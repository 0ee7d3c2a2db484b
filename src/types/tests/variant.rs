use std::convert::TryFrom;
use std::io::Cursor;

use crate::types::tests::*;
use crate::types::variant::Array;

#[test]
fn encoding_variant_scalars() {
    serialize_test(Variant::Empty);
    serialize_test(Variant::from(true));
    serialize_test(Variant::from(-5i8));
    serialize_test(Variant::from(255u8));
    serialize_test(Variant::from(-17000i16));
    serialize_test(Variant::from(57000u16));
    serialize_test(Variant::from(-125125i32));
    serialize_test(Variant::from(1000u32));
    serialize_test(Variant::from(-125125125125i64));
    serialize_test(Variant::from(125125125125u64));
    serialize_test(Variant::from(1.3e10f32));
    serialize_test(Variant::from(1.3e100f64));
    serialize_test(Variant::from("hello"));
    serialize_test(Variant::from(DateTime::now()));
    serialize_test(Variant::from(Guid::new()));
    serialize_test(Variant::from(StatusCode::BadDecodingError));
    serialize_test(Variant::from(ByteString::from(vec![1u8, 2u8])));
}

#[test]
fn encoding_variant_array() {
    let array = Array::new(
        VariantTypeId::UInt32,
        vec![Variant::from(1u32), Variant::from(2u32), Variant::from(3u32)],
    )
    .unwrap();
    serialize_test(Variant::Array(Box::new(array)));
}

#[test]
fn variant_uint32_wire_form() {
    // Encoding mask 7 followed by the LE value
    let expected = [0x07, 0xE8, 0x03, 0x00, 0x00];
    serialize_and_compare(Variant::from(1000u32), &expected);
}

#[test]
fn mixed_array_is_rejected() {
    assert!(Array::new(
        VariantTypeId::UInt32,
        vec![Variant::from(1u32), Variant::from(2i16)],
    )
    .is_err());
}

#[test]
fn unknown_type_id_is_rejected() {
    // 22 = ExtensionObject which the data plane does not carry
    let mut stream = Cursor::new(vec![22u8, 0, 0, 0, 0]);
    let err = Variant::decode(&mut stream, &DecodingOptions::test()).unwrap_err();
    assert_eq!(err, StatusCode::BadDataTypeIdUnknown);
}

#[test]
fn type_id_from_data_type_node() {
    let uint32 = NodeId::new(0, 7u32);
    assert_eq!(VariantTypeId::try_from(&uint32).unwrap(), VariantTypeId::UInt32);
    let date_time = NodeId::new(0, 13u32);
    assert_eq!(
        VariantTypeId::try_from(&date_time).unwrap(),
        VariantTypeId::DateTime
    );
    // Namespaced and non-builtin ids fail
    assert!(VariantTypeId::try_from(&NodeId::new(1, 7u32)).is_err());
    assert!(VariantTypeId::try_from(&NodeId::new(0, 22u32)).is_err());
}

#[test]
fn fixed_wire_sizes() {
    assert_eq!(VariantTypeId::Boolean.fixed_wire_size(), Some(1));
    assert_eq!(VariantTypeId::UInt32.fixed_wire_size(), Some(4));
    assert_eq!(VariantTypeId::Double.fixed_wire_size(), Some(8));
    assert_eq!(VariantTypeId::Guid.fixed_wire_size(), Some(16));
    assert_eq!(VariantTypeId::String.fixed_wire_size(), None);
    assert_eq!(VariantTypeId::ByteString.fixed_wire_size(), None);
}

================

If a line contains the string "Guid", include it in the tally; report the final tally for the whole listing and nothing else.

**SOLUTION FOR THIS PROBLEM:**
2